«Вишневый сад» — драма или комедия?

Высокая комедия не основана

единственно на смехе... и нередко

близко подходит к трагедии.

А. С. Пушкин

Почему А. П. Чехов назвал «Вишневый сад» комедией? Ответить на этот вопрос очень трудно. В XIX веке происходит некое смешение жанров, их взаимодействие. Появляются такие пьесы, как трагическая комедия, драма-комедия, драма-траги­комедия, лирическая комедия, комическая драма.

Трудность заключается в том, что в пьесе «Вишневый сад» есть все: и трагедия, и фарс, и лирическая комедия.
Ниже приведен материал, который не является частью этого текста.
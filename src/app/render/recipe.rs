//! Recipe view rendering.

use ratatui::{
    Frame,
    layout::Rect,
    style::Stylize,
    text::{Line, Span},
    widgets::{Block, Borders, Paragraph, Wrap},
};

use crate::app::layout::{recipe_columns, results_layout};
use crate::app::state::RecipePane;
use crate::app::{App, RecipeViewState};
use crate::recipe::Recipe;

impl App {
    /// Renders the recipe view: checklist column and details column.
    pub(crate) fn render_recipe(&self, frame: &mut Frame) {
        let (Some(recipe), Some(view)) = (&self.recipe, &self.view) else {
            return;
        };

        let layout = results_layout(frame.area());
        self.render_search_bar(frame, layout.search, false);

        let columns = recipe_columns(layout.body);
        self.render_ingredients(frame, columns.ingredients, recipe, view);
        self.render_details(frame, columns.details, recipe, view);

        let hints: &[(&str, &str)] = match view.focus {
            RecipePane::Ingredients => &[
                ("Space", "Check off  "),
                ("↑/↓", "Select  "),
                ("Tab", "Method  "),
                ("/", "New search"),
            ],
            RecipePane::Method if !view.cooking => &[
                ("Enter", "Start Cooking  "),
                ("Tab", "Ingredients  "),
                ("/", "New search"),
            ],
            RecipePane::Method => &[
                ("←/→", "Steps  "),
                ("t", "Tip  "),
                ("Tab", "Ingredients  "),
                ("/", "New search"),
            ],
        };
        self.render_footer(frame, layout.footer, hints);
    }

    /// Renders the ingredient checklist.
    fn render_ingredients(
        &self,
        frame: &mut Frame,
        area: Rect,
        recipe: &Recipe,
        view: &RecipeViewState,
    ) {
        let focused = view.focus == RecipePane::Ingredients;
        let border_style = if focused {
            self.theme.highlight_style()
        } else {
            self.theme.border_style()
        };

        let mut lines = Vec::with_capacity(recipe.ingredients.len());
        for (i, ingredient) in recipe.ingredients.iter().enumerate() {
            let checked = view.checked.get(i).copied().unwrap_or(false);
            let marker = if checked { "[x] " } else { "[ ] " };

            let text_style = if checked {
                self.theme.checked_style()
            } else {
                self.theme.normal_style()
            };
            let marker_style = if focused && i == view.selected_ingredient {
                self.theme.highlight_style()
            } else {
                self.theme.muted_style()
            };

            lines.push(Line::from(vec![
                Span::styled(marker, marker_style),
                Span::styled(format!("{} ", ingredient.amount), text_style.bold()),
                Span::styled(
                    format!("{} ({})", ingredient.common_name, ingredient.english_name),
                    text_style,
                ),
            ]));
        }

        let list = Paragraph::new(lines)
            .wrap(Wrap { trim: false })
            .block(
                Block::default()
                    .title(" Ingredients ")
                    .title_style(self.theme.header_style())
                    .borders(Borders::ALL)
                    .border_style(border_style),
            );
        frame.render_widget(list, area);
    }

    /// Renders the details column: header, equipment, method, notes.
    fn render_details(
        &self,
        frame: &mut Frame,
        area: Rect,
        recipe: &Recipe,
        view: &RecipeViewState,
    ) {
        let focused = view.focus == RecipePane::Method;
        let border_style = if focused {
            self.theme.highlight_style()
        } else {
            self.theme.border_style()
        };

        let mut lines = Vec::new();

        // Dish header
        lines.push(Line::from(Span::styled(
            recipe.dish_name.clone(),
            self.theme.header_style(),
        )));
        lines.push(Line::from(Span::styled(
            format!("\u{201c}{}\u{201d}", recipe.description),
            self.theme.tip_style(),
        )));
        lines.push(Line::from(Span::styled(
            format!("⏱  {}", recipe.prep_time),
            self.theme.badge_style(),
        )));
        lines.push(Line::from(""));

        // Equipment
        lines.push(Line::from(Span::styled(
            "Equipment",
            self.theme.header_style(),
        )));
        for tool in &recipe.equipment {
            lines.push(Line::from(vec![
                Span::styled("  ‣ ", self.theme.highlight_style()),
                Span::styled(tool.item.clone(), self.theme.normal_style()),
            ]));
            if tool.is_specialized {
                lines.push(Line::from(Span::styled(
                    "      Heads up! This one is specialized.",
                    self.theme.tip_style(),
                )));
                if let Some(alternative) = &tool.alternative {
                    lines.push(Line::from(Span::styled(
                        format!("      Alternative: {alternative}"),
                        self.theme.tip_style(),
                    )));
                }
            }
        }
        lines.push(Line::from(""));

        // Method
        lines.push(Line::from(Span::styled("Method", self.theme.header_style())));
        if view.cooking {
            self.push_stepper_lines(&mut lines, recipe, view);
        } else {
            lines.push(Line::from(""));
            lines.push(Line::from(Span::styled(
                "  ▶ Start Cooking  [Enter]",
                self.theme.highlight_style(),
            )));
            lines.push(Line::from(Span::styled(
                format!("    {} guided steps await", recipe.method.len()),
                self.theme.muted_style(),
            )));
        }
        lines.push(Line::from(""));

        // Notes
        if !recipe.notes.is_empty() {
            lines.push(Line::from(Span::styled(
                "Notes & Tips",
                self.theme.header_style(),
            )));
            for note in &recipe.notes {
                lines.push(Line::from(vec![
                    Span::styled("  • ", self.theme.highlight_style()),
                    Span::styled(note.clone(), self.theme.normal_style()),
                ]));
            }
        }

        let details = Paragraph::new(lines)
            .wrap(Wrap { trim: false })
            .scroll((view.scroll, 0))
            .block(
                Block::default()
                    .title(" Recipe ")
                    .title_style(self.theme.header_style())
                    .borders(Borders::ALL)
                    .border_style(border_style),
            );
        frame.render_widget(details, area);
    }

    /// Appends the guided-step display to the details lines.
    fn push_stepper_lines(&self, lines: &mut Vec<Line<'_>>, recipe: &Recipe, view: &RecipeViewState) {
        let total = recipe.method.len();
        let Some(step) = recipe.method.get(view.step_index) else {
            return;
        };

        lines.push(Line::from(""));
        lines.push(Line::from(Span::styled(
            format!("  STEP {} OF {total}", view.step_index + 1),
            self.theme.highlight_style(),
        )));
        lines.push(Line::from(Span::styled(
            format!("  {}", step.instruction),
            self.theme.normal_style(),
        )));

        if let Some(tip) = &step.tip {
            if view.tip_open {
                lines.push(Line::from(Span::styled(
                    format!("  ▾ {}", tip.title),
                    self.theme.tip_style(),
                )));
                lines.push(Line::from(Span::styled(
                    format!("    {}", tip.content),
                    self.theme.tip_style(),
                )));
            } else {
                lines.push(Line::from(Span::styled(
                    format!("  ▸ {}  [t]", tip.title),
                    self.theme.tip_style(),
                )));
            }
        }

        lines.push(Line::from(""));
        let nav = if view.is_last_step(total) {
            Line::from(vec![
                Span::styled("  [←] ", self.theme.highlight_style()),
                Span::styled("Previous   ", self.theme.muted_style()),
                Span::styled("[Enter] ", self.theme.highlight_style()),
                Span::styled("I'm Done Cooking", self.theme.success_style()),
            ])
        } else if view.is_first_step() {
            Line::from(vec![
                Span::styled("  [→] ", self.theme.highlight_style()),
                Span::styled("Next", self.theme.muted_style()),
            ])
        } else {
            Line::from(vec![
                Span::styled("  [←] ", self.theme.highlight_style()),
                Span::styled("Previous   ", self.theme.muted_style()),
                Span::styled("[→] ", self.theme.highlight_style()),
                Span::styled("Next", self.theme.muted_style()),
            ])
        };
        lines.push(nav);
    }
}
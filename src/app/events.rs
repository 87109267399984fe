//! Key handling logic for the App.

use ratatui::crossterm::event::{KeyCode, KeyEvent, KeyModifiers};

use super::App;
use super::state::{AppMode, RecipePane};

impl App {
    /// Handles a key event, dispatching on the current mode.
    pub fn handle_key(&mut self, key: KeyEvent) {
        // Debug logging for key events (enable with RASOI_DEBUG_KEYS=1)
        if std::env::var("RASOI_DEBUG_KEYS").is_ok() {
            eprintln!(
                "[DEBUG KEY] mode={:?} code={:?} modifiers={:?}",
                self.mode, key.code, key.modifiers
            );
        }

        // Global: Ctrl+C quits from every mode.
        if key.code == KeyCode::Char('c') && key.modifiers.contains(KeyModifiers::CONTROL) {
            self.quit();
            return;
        }

        match self.mode {
            AppMode::Hero => self.handle_hero_key(key),
            AppMode::Loading => { /* no cancellation; the request runs to completion */ }
            AppMode::Recipe => self.handle_recipe_key(key),
            AppMode::Error => self.handle_error_key(key),
            AppMode::Celebration => self.handle_celebration_key(key),
        }
    }

    /// Handles key events on the hero screen.
    ///
    /// Key bindings:
    /// - Typing edits the search input (and clears any pick highlight)
    /// - `Down`/`Up` - move the highlight through chips and categories
    /// - `Enter` - search the highlighted pick, or submit the typed input
    /// - `Esc` - clear the highlight
    fn handle_hero_key(&mut self, key: KeyEvent) {
        match key.code {
            KeyCode::Enter => {
                if let Some(term) = self.hero.highlighted_term() {
                    self.search_for(term);
                } else {
                    self.submit_search();
                }
            }
            KeyCode::Down => self.hero.highlight_next(),
            KeyCode::Up => self.hero.highlight_prev(),
            KeyCode::Esc => self.hero.clear_highlight(),
            KeyCode::Backspace => {
                self.hero.clear_highlight();
                self.search.backspace();
            }
            KeyCode::Left => self.search.move_left(),
            KeyCode::Right => self.search.move_right(),
            KeyCode::Char(c) if key.modifiers.is_empty() || key.modifiers == KeyModifiers::SHIFT => {
                self.hero.clear_highlight();
                self.search.insert(c);
            }
            _ => {}
        }
    }

    /// Handles key events in the recipe view.
    ///
    /// `Tab` switches between the ingredient checklist and the method
    /// column; the rest of the bindings depend on which pane has focus.
    fn handle_recipe_key(&mut self, key: KeyEvent) {
        // Back to the search flow, keeping the current term.
        if matches!(key.code, KeyCode::Esc | KeyCode::Char('/')) {
            self.back_to_search();
            return;
        }

        let method_len = self.recipe.as_ref().map_or(0, |r| r.method.len());
        let Some(view) = &mut self.view else {
            return;
        };

        if key.code == KeyCode::Tab {
            view.focus = view.focus.toggled();
            return;
        }

        let mut finished = false;
        match view.focus {
            RecipePane::Ingredients => match key.code {
                KeyCode::Down | KeyCode::Char('j') => view.select_next_ingredient(),
                KeyCode::Up | KeyCode::Char('k') => view.select_prev_ingredient(),
                KeyCode::Enter | KeyCode::Char(' ') | KeyCode::Char('x') => view.toggle_selected(),
                _ => {}
            },
            RecipePane::Method => match key.code {
                // The method column starts behind the Start Cooking gate.
                KeyCode::Enter | KeyCode::Char(' ') if !view.cooking => view.start_cooking(),
                // Finish is only reachable from the last step.
                KeyCode::Enter if view.is_last_step(method_len) => finished = true,
                KeyCode::Enter | KeyCode::Right | KeyCode::Char('n') => view.next_step(method_len),
                KeyCode::Left | KeyCode::Char('p') => view.prev_step(),
                KeyCode::Char('t') => view.toggle_tip(),
                KeyCode::Down | KeyCode::Char('j') => view.scroll_down(),
                KeyCode::Up | KeyCode::Char('k') => view.scroll_up(),
                _ => {}
            },
        }

        if finished {
            self.finish_cooking();
        }
    }

    /// Handles key events while the error banner is shown.
    ///
    /// The search input stays live so the user can adjust the dish name
    /// and resubmit without leaving the screen.
    fn handle_error_key(&mut self, key: KeyEvent) {
        match key.code {
            KeyCode::Enter => self.submit_search(),
            KeyCode::Esc => self.back_to_search(),
            KeyCode::Backspace => self.search.backspace(),
            KeyCode::Left => self.search.move_left(),
            KeyCode::Right => self.search.move_right(),
            KeyCode::Char(c) if key.modifiers.is_empty() || key.modifiers == KeyModifiers::SHIFT => {
                self.search.insert(c);
            }
            _ => {}
        }
    }

    /// Handles key events on the celebration overlay.
    ///
    /// Any of the dismiss keys performs the full reset back to the hero
    /// screen with an empty search term.
    fn handle_celebration_key(&mut self, key: KeyEvent) {
        match key.code {
            KeyCode::Enter | KeyCode::Esc | KeyCode::Char(' ') => self.reset(),
            _ => {}
        }
    }
}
Как определить жанр такой сложной пьесы?

А. П. Чехов не был в этом отношении одинок. Как объяснить, почему И. С. Тур­генев называет комедиями такие грустные пьесы, как «Нахлебник», «Месяц в де­ревне»? Почему А. Н. Островский отнес к жанру комедии такие произведения, как «Лес», «Последняя жертва», «Без вины виноватые»?

Наверное, это связано с живыми тогда еще традициями серьезной, высокой коме­дии, как называл ее А. С. Пушкин.

В русской литературе, начиная с А. С. Грибоедова, развивается особая жанро­вая форма, которая так и называется: высокая комедия. В этом жанре общечелове­ческий идеал обычно вступает в конфликт с каким-то комически освещаемым яв­лением. Нечто подобное мы видим и в пьесе Чехова: столкновение высокого идеала, воплощенного в символическом образе вишневого сада, с миром людей, которые не в состоянии его сохранить.

Но «Вишневый сад» — пьеса XX века. Пушкинское понимание высокой коме­дии, которая, по его словам, близко подходит к трагедии, в наши дни может быть передано с помощью другого термина: трагикомедия.

В трагикомедии драматург отражает одни и те же явления жизни и в комичес­ком, и в трагическом освещении. При этом трагическое и комическое, взаимодей­ствуя, усиливают друг друга, и получается органическое единство, которое уже невозможно разделить на составные части.

Итак, «Вишневый сад» — это скорее всего трагикомедия. Вспомним третье дей­ствие: в тот самый день, когда имение продается с торгов, в доме устроен праздник. Вчитаемся в авторскую ремарку. Дирижером бальных танцев оказывается... Симеонов-Пищик. Вряд ли он переоделся во фрак. Значит, как всегда, в поддевке и шаро­варах, толстый, задыхающийся, он выкрикивает необходимые бальные команды, причем делает это на французском языке, которого не знает. И тут же Чехов упоми­нает о Варе, которая «тихо плачет и, танцуя, утирает слезы!» Ситуация трагикоми­ческая: танцуя, плачет. Дело не в одной Варе. Любовь Андреевна, напевая лезгинку, тревожно спрашивает о брате. Аня, которая только что взволнованно передавала матери слух о том, что вишневый сад уже продан, тут же идет танцевать с Трофимо­вым.

Все это нельзя разложить по полочкам: здесь комическое, а там трагическое. Так возникает новый жанр, позволяющий одновременно передать и жалость по отноше­нию к персонажам пьесы, и гнев, и сочувствие к ним, и их осуждение — все то, что вытекало из идейно-художественного замысла автора.

Интересно суждение Чехова: «Никаких сюжетов не нужно. В жизни нет сюже­тов, в ней все перемешано — глубокое с мелким, великое с ничтожным, трагичес­кое со смешным». Очевидно, у Чехова были причины не делать резкого различия между смешным и драматическим.

Он не признавал деления жанров на высокие и низкие, серьезные и смешные. Нет этого в жизни, не должно быть и в искусстве. В мемуарных воспо­минаниях Т. Л. Щепкиной-Куперник есть такой разговор с Чеховым: «— Вот бы написать такой водевиль: пережидают двое дождь в пустой риге, шутят, смеются, в любви объясняются — потом дождь проходит, солнце — и вдруг он умирает от разрыва сердца!

— Бог с Вами! — изумилась я. — Какой же это будет водевиль?

— А зато жизненно. Разве так не бывает? Вот шутим, смеемся — и вдруг — хлоп! Конец!»

Я думаю, жанр трагикомедии, полно отображает многообразие жизни, смеше­ние в ней радостного и скорбного, фарсового и горестного.

Может быть, в будущем этому жанру дадут другое название. Суть не в этом. Была бы пьеса хороша!